Patient #2's initial nursing assessment dated [DATE] identified a hearing deficit, use of cane and walker for ambulation and needing assistance with Activities of Daily Living (ADLs). A fall risk assessment was performed. The patient was identified as moderate/high risk for falls with interventions for the bed in low position, call device within reach, intentional rounds, assistance with toileting, bed exit alarm and fall risk band. The care plan for falls was initiated.

On 8/16/15 at 2:00 p.m. the patient care technician (PCT) noted on rounds that safety precautions were in place, bed alert on, call device within reach, non-slip footwear, patient ID band and the wheels locked. On 8/16/15 at 6:05 p.m. the nurse documented at 5:45 p.m. the patient fell in the room. Documentation revealed Nurse Leader Rounding/Patient rounds was performed at 4:19 p.m. that included safety rounds. The patient was noted to be hard of hearing and confused.

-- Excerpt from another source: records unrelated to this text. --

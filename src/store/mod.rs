//! JSON snapshot persistence for the board's durable collections.
//!
//! Both the content log and the upload log live on disk as a single JSON
//! array rewritten wholesale on every mutation. Writes go to a temp file
//! first and are renamed into place, so a concurrent reader never observes
//! a half-written document.

use serde::de::DeserializeOwned;
use serde::Serialize;
use std::marker::PhantomData;
use std::path::{Path, PathBuf};
use thiserror::Error;

#[derive(Debug, Error)]
pub enum StoreError {
    #[error("failed to read snapshot {}: {}", .path.display(), .source)]
    Read {
        path: PathBuf,
        source: std::io::Error,
    },

    #[error("failed to write snapshot {}: {}", .path.display(), .source)]
    Write {
        path: PathBuf,
        source: std::io::Error,
    },

    #[error("malformed snapshot {}: {}", .path.display(), .source)]
    Decode {
        path: PathBuf,
        source: serde_json::Error,
    },

    #[error("failed to encode snapshot: {0}")]
    Encode(#[source] serde_json::Error),
}

/// A whole-document JSON array on disk.
pub struct SnapshotFile<T> {
    path: PathBuf,
    _marker: PhantomData<T>,
}

impl<T> SnapshotFile<T>
where
    T: Serialize + DeserializeOwned,
{
    pub fn new(path: impl Into<PathBuf>) -> Self {
        Self {
            path: path.into(),
            _marker: PhantomData,
        }
    }

    pub fn path(&self) -> &Path {
        &self.path
    }

    /// Read the full collection. A missing file means the store was never
    /// written and yields an empty collection, not an error.
    pub async fn load(&self) -> Result<Vec<T>, StoreError> {
        let bytes = match tokio::fs::read(&self.path).await {
            Ok(bytes) => bytes,
            Err(e) if e.kind() == std::io::ErrorKind::NotFound => return Ok(Vec::new()),
            Err(e) => {
                return Err(StoreError::Read {
                    path: self.path.clone(),
                    source: e,
                })
            }
        };

        serde_json::from_slice(&bytes).map_err(|e| StoreError::Decode {
            path: self.path.clone(),
            source: e,
        })
    }

    /// Rewrite the whole document. The temp-file + rename dance keeps the
    /// on-disk snapshot fully-formed at every moment.
    pub async fn persist(&self, items: &[T]) -> Result<(), StoreError> {
        let json = serde_json::to_vec_pretty(items).map_err(StoreError::Encode)?;

        if let Some(parent) = self.path.parent() {
            tokio::fs::create_dir_all(parent)
                .await
                .map_err(|e| StoreError::Write {
                    path: self.path.clone(),
                    source: e,
                })?;
        }

        let tmp = self.path.with_extension("json.tmp");
        tokio::fs::write(&tmp, &json)
            .await
            .map_err(|e| StoreError::Write {
                path: tmp.clone(),
                source: e,
            })?;
        tokio::fs::rename(&tmp, &self.path)
            .await
            .map_err(|e| StoreError::Write {
                path: self.path.clone(),
                source: e,
            })?;

        Ok(())
    }
}
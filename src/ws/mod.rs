pub mod actor;
pub mod broadcast;
pub mod handler;
pub mod protocol;

use dashmap::DashMap;
use std::sync::Arc;
use tokio::sync::mpsc;

/// Sender half of a connection's outbound channel. Anything holding a
/// clone can push messages to that client.
pub type ConnectionSender = mpsc::UnboundedSender<axum::extract::ws::Message>;

/// Registry of live WebSocket connections, keyed by connection id.
/// One sender per connection; a device with two tabs holds two entries.
pub type ConnectionRegistry = Arc<DashMap<String, ConnectionSender>>;

/// Create a new empty connection registry.
pub fn new_connection_registry() -> ConnectionRegistry {
    Arc::new(DashMap::new())
}
use axum::{
    extract::{ws::WebSocketUpgrade, ConnectInfo, State},
    response::Response,
};
use std::net::SocketAddr;

use crate::presence::normalize_client_ip;
use crate::state::AppState;
use crate::ws::actor;

/// GET /ws
/// Upgrade to the sync WebSocket and spawn an actor for the connection.
/// No handshake-time identity: presence starts only when the client sends
/// `user-join` over the open socket.
pub async fn ws_upgrade(
    State(state): State<AppState>,
    ConnectInfo(addr): ConnectInfo<SocketAddr>,
    ws: WebSocketUpgrade,
) -> Response {
    let client_ip = normalize_client_ip(addr.ip());
    ws.on_upgrade(move |socket| actor::run_connection(socket, state, client_ip))
}
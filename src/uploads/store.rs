//! Upload log and on-disk file handling for the shared uploads directory.
//!
//! The log is an independent collection from the content log: one record
//! per shared file, newest first, persisted with the same snapshot
//! machinery. Deleting a record also removes its backing file.

use chrono::{DateTime, Utc};
use rand::Rng;
use serde::{Deserialize, Serialize};
use std::path::{Path, PathBuf};
use tokio::sync::Mutex;

use crate::store::{SnapshotFile, StoreError};

/// Snapshot document name inside the data directory.
pub const UPLOADS_FILE: &str = "uploads.json";

/// Subdirectory of the data directory where uploaded files are written
/// and served from.
pub const UPLOADS_DIR: &str = "uploads";

#[derive(Debug, Clone, Serialize, Deserialize)]
#[serde(rename_all = "camelCase")]
pub struct UploadRecord {
    pub url: String,
    pub original_name: String,
    pub size_bytes: u64,
    pub created_at: DateTime<Utc>,
}

pub struct UploadLog {
    file: SnapshotFile<UploadRecord>,
    records: Mutex<Vec<UploadRecord>>,
}

impl UploadLog {
    pub async fn open(data_dir: &Path) -> Result<Self, StoreError> {
        let file = SnapshotFile::new(data_dir.join(UPLOADS_FILE));
        let records = file.load().await?;
        tracing::debug!(count = records.len(), "Upload log opened");
        Ok(Self {
            file,
            records: Mutex::new(records),
        })
    }

    pub async fn list(&self) -> Vec<UploadRecord> {
        self.records.lock().await.clone()
    }

    /// Record a new upload. Newest records sit at the front of the log.
    pub async fn add(
        &self,
        url: String,
        original_name: String,
        size_bytes: u64,
    ) -> Result<UploadRecord, StoreError> {
        let record = UploadRecord {
            url,
            original_name,
            size_bytes,
            created_at: Utc::now(),
        };

        let mut records = self.records.lock().await;
        let mut next = records.clone();
        next.insert(0, record.clone());
        self.file.persist(&next).await?;
        *records = next;

        Ok(record)
    }

    /// Remove the record with the given served URL. `false` if absent.
    pub async fn delete(&self, url: &str) -> Result<bool, StoreError> {
        let mut records = self.records.lock().await;
        let next: Vec<UploadRecord> = records.iter().filter(|r| r.url != url).cloned().collect();
        if next.len() == records.len() {
            return Ok(false);
        }
        self.file.persist(&next).await?;
        *records = next;
        Ok(true)
    }
}

pub fn uploads_dir(data_dir: &Path) -> PathBuf {
    data_dir.join(UPLOADS_DIR)
}

/// Reduce a client-supplied file name to a safe basename. Anything that
/// looks like a path collapses to its last component.
pub fn sanitize_file_name(name: &str) -> String {
    Path::new(name)
        .file_name()
        .and_then(|n| n.to_str())
        .filter(|n| !n.is_empty())
        .unwrap_or("upload")
        .to_string()
}

/// Stored name for a posted image: millisecond timestamp + the sanitized
/// original name, so the human-readable name survives on disk.
pub fn image_file_name(original: &str) -> String {
    format!(
        "{}-{}",
        Utc::now().timestamp_millis(),
        sanitize_file_name(original)
    )
}

/// Stored name for a raw upload: millisecond timestamp + random suffix,
/// keeping only the original extension.
pub fn unique_file_name(original: &str) -> String {
    let suffix: u32 = rand::thread_rng().gen_range(0..1_000_000_000);
    let ext = Path::new(original)
        .extension()
        .and_then(|e| e.to_str())
        .map(|e| format!(".{e}"))
        .unwrap_or_default();
    format!("{}-{}{}", Utc::now().timestamp_millis(), suffix, ext)
}

/// Write an uploaded file into the uploads directory.
pub async fn write_upload_file(
    data_dir: &Path,
    file_name: &str,
    data: &[u8],
) -> Result<PathBuf, std::io::Error> {
    let dir = uploads_dir(data_dir);
    tokio::fs::create_dir_all(&dir).await?;
    let path = dir.join(file_name);
    tokio::fs::write(&path, data).await?;
    Ok(path)
}

/// Remove the backing file for a served URL (`/uploads/<name>`). A file
/// that is already gone is not an error; other failures are logged.
pub async fn remove_upload_file(data_dir: &Path, url: &str) {
    let Some(name) = Path::new(url).file_name() else {
        return;
    };
    let path = uploads_dir(data_dir).join(name);
    match tokio::fs::remove_file(&path).await {
        Ok(()) => {}
        Err(e) if e.kind() == std::io::ErrorKind::NotFound => {}
        Err(e) => {
            tracing::warn!(path = %path.display(), error = %e, "Failed to remove upload file");
        }
    }
}

#[cfg(test)]
mod tests {
    use super::*;

    #[tokio::test]
    async fn newest_records_come_first() {
        let dir = tempfile::tempdir().unwrap();
        let log = UploadLog::open(dir.path()).await.unwrap();

        log.add("/uploads/first.txt".to_string(), "first.txt".to_string(), 1)
            .await
            .unwrap();
        log.add(
            "/uploads/second.txt".to_string(),
            "second.txt".to_string(),
            2,
        )
        .await
        .unwrap();

        let records = log.list().await;
        assert_eq!(records[0].url, "/uploads/second.txt");
        assert_eq!(records[1].url, "/uploads/first.txt");
    }

    #[tokio::test]
    async fn delete_by_url() {
        let dir = tempfile::tempdir().unwrap();
        let log = UploadLog::open(dir.path()).await.unwrap();

        log.add("/uploads/a.txt".to_string(), "a.txt".to_string(), 3)
            .await
            .unwrap();

        assert!(log.delete("/uploads/a.txt").await.unwrap());
        assert!(log.list().await.is_empty());
        assert!(!log.delete("/uploads/a.txt").await.unwrap());
    }

    #[tokio::test]
    async fn log_survives_reopen() {
        let dir = tempfile::tempdir().unwrap();

        let log = UploadLog::open(dir.path()).await.unwrap();
        log.add("/uploads/kept.bin".to_string(), "kept.bin".to_string(), 9)
            .await
            .unwrap();
        drop(log);

        let reopened = UploadLog::open(dir.path()).await.unwrap();
        let records = reopened.list().await;
        assert_eq!(records.len(), 1);
        assert_eq!(records[0].original_name, "kept.bin");
        assert_eq!(records[0].size_bytes, 9);
    }

    #[test]
    fn sanitize_strips_directories() {
        assert_eq!(sanitize_file_name("../../etc/passwd"), "passwd");
        assert_eq!(sanitize_file_name("notes.txt"), "notes.txt");
        assert_eq!(sanitize_file_name(""), "upload");
    }

    #[test]
    fn unique_names_keep_the_extension() {
        let name = unique_file_name("report.pdf");
        assert!(name.ends_with(".pdf"));

        let bare = unique_file_name("README");
        assert!(!bare.contains('.'));
    }
}
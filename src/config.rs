use clap::Parser;
use figment::{
    providers::{Env, Format, Serialized, Toml},
    Figment,
};
use serde::{Deserialize, Serialize};

/// LANBoard sync server
#[derive(Parser, Serialize, Deserialize, Clone, Debug)]
#[command(name = "lanboard-server", version, about = "LAN shared content board server")]
pub struct Config {
    /// Port to listen on
    #[arg(long, env = "LANBOARD_PORT", default_value = "3000")]
    pub port: u16,

    /// Bind address
    #[arg(long, env = "LANBOARD_BIND_ADDRESS", default_value = "0.0.0.0")]
    pub bind_address: String,

    /// Path to TOML config file
    #[arg(long, default_value = "./lanboard.toml")]
    pub config: String,

    /// Enable structured JSON logging (for Docker/production)
    #[arg(long, env = "LANBOARD_JSON_LOGS")]
    pub json_logs: bool,

    /// Output a commented TOML config template and exit
    #[arg(long)]
    pub generate_config: bool,

    /// Data directory for persistent state (JSON snapshots, uploaded files)
    #[arg(long, env = "LANBOARD_DATA_DIR", default_value = "./data")]
    pub data_dir: String,

    /// Uploads configuration (loaded from [uploads] section in TOML)
    #[arg(skip)]
    #[serde(default)]
    pub uploads: Option<UploadsConfig>,
}

/// Configuration for the shared uploads directory.
#[derive(Debug, Clone, Serialize, Deserialize)]
pub struct UploadsConfig {
    /// Maximum upload size in megabytes (default: 100)
    #[serde(default = "default_max_upload_size")]
    pub max_upload_size_mb: u32,
}

impl Default for UploadsConfig {
    fn default() -> Self {
        Self {
            max_upload_size_mb: 100,
        }
    }
}

fn default_max_upload_size() -> u32 {
    100
}

impl Default for Config {
    fn default() -> Self {
        Self {
            port: 3000,
            bind_address: "0.0.0.0".to_string(),
            config: "./lanboard.toml".to_string(),
            json_logs: false,
            generate_config: false,
            data_dir: "./data".to_string(),
            uploads: None,
        }
    }
}

impl Config {
    /// Load config with layered precedence:
    /// built-in defaults < TOML file < env vars (LANBOARD_*) < CLI args
    pub fn load() -> Result<Self, figment::Error> {
        let cli = Config::parse();
        let config_path = cli.config.clone();

        Figment::new()
            .merge(Serialized::defaults(Config::default()))
            .merge(Toml::file(&config_path))
            .merge(Env::prefixed("LANBOARD_"))
            .merge(Serialized::defaults(cli))
            .extract()
    }

    pub fn max_upload_size_mb(&self) -> u32 {
        self.uploads
            .as_ref()
            .map(|u| u.max_upload_size_mb)
            .unwrap_or_else(|| UploadsConfig::default().max_upload_size_mb)
    }
}

/// Generate a commented TOML config template
pub fn generate_config_template() -> String {
    r#"# LANBoard Server Configuration
# Place this file at ./lanboard.toml or specify with --config <path>
# All settings can be overridden via environment variables (LANBOARD_PORT, etc.)
# or CLI flags (--port, etc.)

# Server port (default: 3000)
# port = 3000

# Bind address (default: 0.0.0.0 — all interfaces, so other LAN devices can connect)
# bind_address = "0.0.0.0"

# Enable structured JSON logging for Docker/production
# json_logs = false

# Data directory for the content/upload JSON snapshots and uploaded files
# data_dir = "./data"

# ---- Uploads ----
# [uploads]

# Maximum upload size in megabytes (default: 100)
# max_upload_size_mb = 100
"#
    .to_string()
}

Interview with the Nurse Manager on 9/30/15 at approximately 11:45 a.m. confirmed the findings. Additionally, the Nurse Manager stated staff reported the bed alarm did not sound to alert staff the patient was out of bed. It was found the bed plug was not secured. The maintenance staff secured the plug and tested the bed showing the bed alarm was working when secured.

The review of the facility's policy "Documentation: Nursing" Policy # NCL0008, Last review 8/2014 noted on page 2 of 2 that two hour nursing interventions to be documented electronically whenever the following interventions are completed: a. Patient rounds b. toileting, while awake if applicable and d. turn and reposition.